Boosting the speed of a translation model Helsinki-NLP/opus-mt-en-ar

Hi,

I am using Helsinki-NLP/opus-mt-en-ar as a trasnlation model and this is my code below.

I have profiled the code and found that the following is the bottleneck of he code

output_tokens = model.generate(**batch)

Is there any way to accelerate the code?

I am using pytorch cpu for this as I don’t have any GPU.

import pandas as pd
import torch
from tqdm import tqdm
from transformers import AutoTokenizer, AutoModelForSeq2SeqLM, DataCollatorWithPadding
from torch.utils.data import Dataset, DataLoader
from line_profiler import profile
from optimum.bettertransformer import BetterTransformer

@profile
def function(): 
        
    df = pd.read_feather("data/ccs_synthetic.feather")

    # We will translate 1/6 of the dataset

    # 2092750

    df = df[:10]
    # df = df[:10]

    # from transformers import MarianTokenizer
    device = torch.device("cuda" if torch.cuda.is_available() else "cpu")

    print("device: ", device)


    class CaptionDataset(Dataset):
        def __init__(self, df, tokenizer_name):
            self.df = df
            self.tokenizer = AutoTokenizer.from_pretrained(tokenizer_name)

        def __len__(self):
            return len(self.df)

        def __getitem__(self, index):
            sentence1 = df.loc[index, "caption"]

            tokens = self.tokenizer(sentence1, return_tensors="pt")

            return tokens


    tokenizer = AutoTokenizer.from_pretrained("Helsinki-NLP/opus-mt-en-ar")
    model = AutoModelForSeq2SeqLM.from_pretrained("Helsinki-NLP/opus-mt-en-ar")
    # model = BetterTransformer.transform(model)

    # from transformers import AutoModelForSequenceClassification
    # from optimum.bettertransformer import BetterTransformer
    # model_hf = AutoModelForSequenceClassification.from_pretrained("Helsinki-NLP/opus-mt-en-ar")
    # model = BetterTransformer.transform(model_hf, keep_original_model=True)

    model.to(device)
    model.eval()


    def custom_collate_fn(data):
        """
        Data collator with padding.
        """
        tokens = [sample["input_ids"][0] for sample in data]
        attention_masks = [sample["attention_mask"][0] for sample in data]

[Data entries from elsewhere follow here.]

//! SSH tunnel server: the connection acceptor.
//!
//! # Responsibilities
//! - Bind the listening socket (bind failure is returned, never retried)
//! - Prepare the route table once from the external route provider
//! - Accept connections forever, one session task per connection
//! - Keep going when a single accept or handshake fails

use std::net::SocketAddr;
use std::sync::atomic::Ordering;
use std::sync::Arc;

use tokio::net::{TcpListener, TcpStream};
use tokio::sync::broadcast;
use tracing::{debug, error, info, warn, Instrument};

use crate::config::validation::MAX_PAYLOAD_CEILING;
use crate::config::{BridgeConfig, TunnelConfig, ValidationError};
use crate::lifecycle::Shutdown;
use crate::net::{ConnectionPermit, ConnectionTracker, Listener};
use crate::observability::metrics;
use crate::routing::{prepare_routes, RouteProvider, RouteTable};
use crate::ssh::auth::Authenticator;
use crate::ssh::keys::server_config;
use crate::ssh::session::SessionHandler;
use crate::ssh::Error;
use crate::tunnel::channel::ChannelHandler;

const DEFAULT_MAX_CONNECTIONS: usize = 10_000;

/// Bridges SSH channels to route handlers.
pub struct TunnelServer {
    ssh_config: Arc<russh::server::Config>,
    auth: Arc<Authenticator>,
    routes: Arc<dyn RouteProvider>,
    tunnel: TunnelConfig,
    max_connections: usize,
}

impl TunnelServer {
    /// Create a server from a pre-built russh configuration.
    ///
    /// `ssh_config` must advertise the methods `auth` can answer.
    pub fn new(
        ssh_config: Arc<russh::server::Config>,
        auth: Authenticator,
        routes: impl RouteProvider + 'static,
    ) -> Self {
        Self {
            ssh_config,
            auth: Arc::new(auth),
            routes: Arc::new(routes),
            tunnel: TunnelConfig::default(),
            max_connections: DEFAULT_MAX_CONNECTIONS,
        }
    }

    /// Create a server from a validated configuration.
    pub fn from_config(
        config: &BridgeConfig,
        routes: impl RouteProvider + 'static,
    ) -> Result<Self, Error> {
        let auth = Authenticator::from_config(&config.auth);
        let ssh_config = server_config(&config.ssh, &auth)?;

        Self::new(ssh_config, auth, routes)
            .with_tunnel_config(config.tunnel.clone())?
            .with_max_connections(config.listener.max_connections)
    }

    /// Rejects a payload limit of zero or above [`MAX_PAYLOAD_CEILING`].
    pub fn with_tunnel_config(mut self, tunnel: TunnelConfig) -> Result<Self, Error> {
        let size = tunnel.max_payload_bytes;
        if size == 0 || size > MAX_PAYLOAD_CEILING {
            return Err(ValidationError::PayloadSize(size).into());
        }
        self.tunnel = tunnel;
        Ok(self)
    }

    /// Rejects a limit of zero.
    pub fn with_max_connections(mut self, max_connections: usize) -> Result<Self, Error> {
        if max_connections == 0 {
            return Err(ValidationError::MaxConnections.into());
        }
        self.max_connections = max_connections;
        Ok(self)
    }

    /// Bind `address` and prepare routes, ready to serve.
    pub async fn bind(&self, address: &str) -> Result<BoundServer, Error> {
        let listener = Listener::bind(address, self.max_connections).await?;
        self.prepare(listener)
    }

    /// Prepare routes around a socket the caller already bound.
    pub fn attach(&self, listener: TcpListener) -> Result<BoundServer, Error> {
        self.prepare(Listener::from_tcp(listener, self.max_connections)?)
    }

    fn prepare(&self, listener: Listener) -> Result<BoundServer, Error> {
        let routes = Arc::new(prepare_routes(self.routes.as_ref())?);
        info!(routes = ?routes.keys(), "Routes prepared");

        Ok(BoundServer {
            listener,
            ssh_config: Arc::clone(&self.ssh_config),
            auth: Arc::clone(&self.auth),
            channels: ChannelHandler::new(routes, &self.tunnel),
            tracker: ConnectionTracker::new(),
        })
    }

    /// Bind `address` and accept connections for the life of the process.
    ///
    /// Only returns early, with an error, when binding or route preparation
    /// fails.
    pub async fn run(&self, address: &str) -> Result<(), Error> {
        let bound = self.bind(address).await?;
        Self::serve_forever(bound).await;
        Ok(())
    }

    /// Like [`TunnelServer::run`], on an already bound socket.
    pub async fn run_on_listener(&self, listener: TcpListener) -> Result<(), Error> {
        let bound = self.attach(listener)?;
        Self::serve_forever(bound).await;
        Ok(())
    }

    async fn serve_forever(bound: BoundServer) {
        let shutdown = Shutdown::new();
        bound.serve(shutdown.subscribe()).await;
    }
}

/// A bound listener with its frozen route table.
pub struct BoundServer {
    listener: Listener,
    ssh_config: Arc<russh::server::Config>,
    auth: Arc<Authenticator>,
    channels: ChannelHandler,
    tracker: ConnectionTracker,
}

impl BoundServer {
    pub fn local_addr(&self) -> std::io::Result<SocketAddr> {
        self.listener.local_addr()
    }

    pub fn routes(&self) -> &RouteTable {
        self.channels.routes()
    }

    /// Tracker for live SSH connections.
    pub fn connections(&self) -> ConnectionTracker {
        self.tracker.clone()
    }

    /// Accept connections until `shutdown` fires or its sender is dropped.
    ///
    /// Sessions already running are left to finish on their own.
    pub async fn serve(self, mut shutdown: broadcast::Receiver<()>) {
        info!(address = ?self.local_addr().ok(), "Accepting SSH connections");

        loop {
            let accepted = tokio::select! {
                _ = shutdown.recv() => {
                    info!("Listener stopping");
                    break;
                }
                accepted = self.listener.accept() => accepted,
            };

            match accepted {
                Ok((stream, peer_addr, permit)) => self.spawn_session(stream, peer_addr, permit),
                Err(e) => error!(error = %e, "Failed to accept incoming connection"),
            }
        }
    }

    fn spawn_session(&self, stream: TcpStream, peer_addr: SocketAddr, permit: ConnectionPermit) {
        let guard = self.tracker.track();
        let handler = SessionHandler::new(
            guard.id(),
            peer_addr,
            Arc::clone(&self.auth),
            self.channels.clone(),
        );
        let established = handler.established();
        let ssh_config = Arc::clone(&self.ssh_config);
        let span = tracing::info_span!("session", connection_id = %guard.id(), peer_addr = %peer_addr);

        tokio::spawn(
            async move {
                let _permit = permit;
                let _guard = guard;

                let result = match russh::server::run_stream(ssh_config, stream, handler).await {
                    Ok(session) => session.await,
                    Err(e) => Err(e),
                };

                match result {
                    Ok(()) => debug!("Connection closed cleanly"),
                    Err(e) if !established.load(Ordering::SeqCst) => {
                        metrics::record_handshake_failure();
                        error!(error = %e, "Failed to handshake");
                    }
                    Err(e) => warn!(error = %e, "Connection error"),
                }
            }
            .instrument(span),
        );
    }
}

#[cfg(test)]
mod tests {
    use super::*;
    use crate::config::AuthConfig;
    use crate::routing::RouteTableBuilder;

    fn server() -> TunnelServer {
        let auth = Authenticator::from_config(&AuthConfig {
            allow_anonymous: true,
            users: vec![],
        });
        let ssh_config = server_config(&Default::default(), &auth).unwrap();
        TunnelServer::new(ssh_config, auth, |routes: &mut RouteTableBuilder| {
            routes.service("/status", axum::routing::post(|| async { "OK" }));
        })
    }

    #[test]
    fn zero_limits_are_refused() {
        let err = server()
            .with_tunnel_config(TunnelConfig {
                max_payload_bytes: 0,
                ..TunnelConfig::default()
            })
            .err()
            .unwrap();
        assert!(matches!(err, Error::Setting(ValidationError::PayloadSize(0))));

        let err = server().with_max_connections(0).err().unwrap();
        assert!(matches!(err, Error::Setting(ValidationError::MaxConnections)));
    }

    #[test]
    fn oversized_payload_limit_is_refused() {
        let result = server().with_tunnel_config(TunnelConfig {
            max_payload_bytes: MAX_PAYLOAD_CEILING + 1,
            ..TunnelConfig::default()
        });
        assert!(result.is_err());
    }

    #[test]
    fn valid_limits_are_kept() {
        let server = server()
            .with_tunnel_config(TunnelConfig {
                max_payload_bytes: 4096,
                ..TunnelConfig::default()
            })
            .unwrap()
            .with_max_connections(2)
            .unwrap();
        assert_eq!(server.tunnel.max_payload_bytes, 4096);
        assert_eq!(server.max_connections, 2);
    }

    #[tokio::test]
    async fn attach_keeps_the_callers_address() {
        let listener = TcpListener::bind("127.0.0.1:0").await.unwrap();
        let addr = listener.local_addr().unwrap();

        let bound = server().attach(listener).unwrap();
        assert_eq!(bound.local_addr().unwrap(), addr);
        assert_eq!(bound.routes().keys(), vec!["/status"]);
    }
}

        attention_masks = torch.nn.utils.rnn.pad_sequence(attention_masks, batch_first=True)
        padded_tokens = torch.nn.utils.rnn.pad_sequence(tokens, batch_first=True)

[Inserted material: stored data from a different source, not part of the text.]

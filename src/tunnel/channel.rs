//! Channel handler.
//!
//! Every accepted `session` channel carries exactly one tunneled request:
//!
//! ```text
//! read once (≤ max_payload_bytes)
//!     → decode envelope (routing key)
//!     → build POST <routing key> with the raw payload as body
//!     → route table lookup
//!     → handler writes body through a ResponseRelay
//!     → close
//! ```
//!
//! A short read is taken as the whole message; there is no accumulation loop
//! and the channel is never reused for a second request. There is also no
//! deadline: a stalled peer or handler holds this channel's task, and only
//! this channel's task.

use std::io;
use std::panic::AssertUnwindSafe;
use std::sync::Arc;
use std::time::Instant;

use async_trait::async_trait;
use bytes::Bytes;
use futures_util::FutureExt;
use tracing::{debug, error, info};

use crate::config::{DecodeFailurePolicy, TunnelConfig};
use crate::http::relay::ResponseRelay;
use crate::http::request::{build_request, TunnelPeer};
use crate::observability::metrics;
use crate::routing::RouteTable;
use crate::tunnel::envelope::Envelope;

/// Byte stream the channel handler runs one request/response cycle over.
#[async_trait]
pub trait TunnelChannel: Send {
    /// Read whatever is available into `buf`. `Ok(0)` means end of stream.
    async fn read(&mut self, buf: &mut [u8]) -> io::Result<usize>;

    /// Write `data`, returning how many bytes were taken.
    async fn write(&mut self, data: &[u8]) -> io::Result<usize>;

    /// Close the channel.
    async fn close(&mut self) -> io::Result<()>;
}

/// How a channel's request/response cycle ended.
#[derive(Debug, Clone, Copy, PartialEq, Eq)]
pub enum ChannelOutcome {
    /// Peer closed before sending anything.
    Finished,
    /// Reading the payload failed.
    ReadFailed,
    /// Envelope did not decode and the policy is to abort.
    InvalidEnvelope,
    /// Routing key is not a valid request target.
    InvalidRequest,
    /// No route registered under the routing key.
    MissingRoute,
    /// Handler ran to completion.
    Relayed { bytes: usize },
    /// Handler returned an error.
    HandlerFailed,
    /// Handler panicked.
    HandlerPanicked,
}

impl ChannelOutcome {
    /// Stable label for logs and metrics.
    pub fn as_str(&self) -> &'static str {
        match self {
            ChannelOutcome::Finished => "finished",
            ChannelOutcome::ReadFailed => "read_failed",
            ChannelOutcome::InvalidEnvelope => "invalid_envelope",
            ChannelOutcome::InvalidRequest => "invalid_request",
            ChannelOutcome::MissingRoute => "missing_route",
            ChannelOutcome::Relayed { .. } => "relayed",
            ChannelOutcome::HandlerFailed => "handler_failed",
            ChannelOutcome::HandlerPanicked => "handler_panicked",
        }
    }
}

/// Runs the single request/response cycle for each accepted channel.
///
/// Cheap to clone; one instance is shared by every session.
#[derive(Clone)]
pub struct ChannelHandler {
    routes: Arc<RouteTable>,
    max_payload_bytes: usize,
    on_decode_error: DecodeFailurePolicy,
}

        batch = {"input_ids": padded_tokens, "attention_mask": attention_masks}
        return batch


    print("After slicing: ", len(df))

    test_data = CaptionDataset(df, "Helsinki-NLP/opus-mt-en-ar")
    test_dataloader = DataLoader(
        test_data,
        batch_size=128,
        shuffle=False,
        # num_workers=0,
        collate_fn=custom_collate_fn,
    )

    with torch.no_grad():
        decoded_tokens = []
        for i, batch in enumerate(tqdm(test_dataloader)):

            batch = {k: v.to(device) for k, v in batch.items()}
            output_tokens = model.generate(**batch)
            decoded_tokens += tokenizer.batch_decode(
                output_tokens.to("cpu"), skip_special_tokens=True
            )


    df["caption_ar"] = decoded_tokens
    df.to_feather("data/ccs_synthetic_ar.feather")

if __name__ == "__main__":
    function()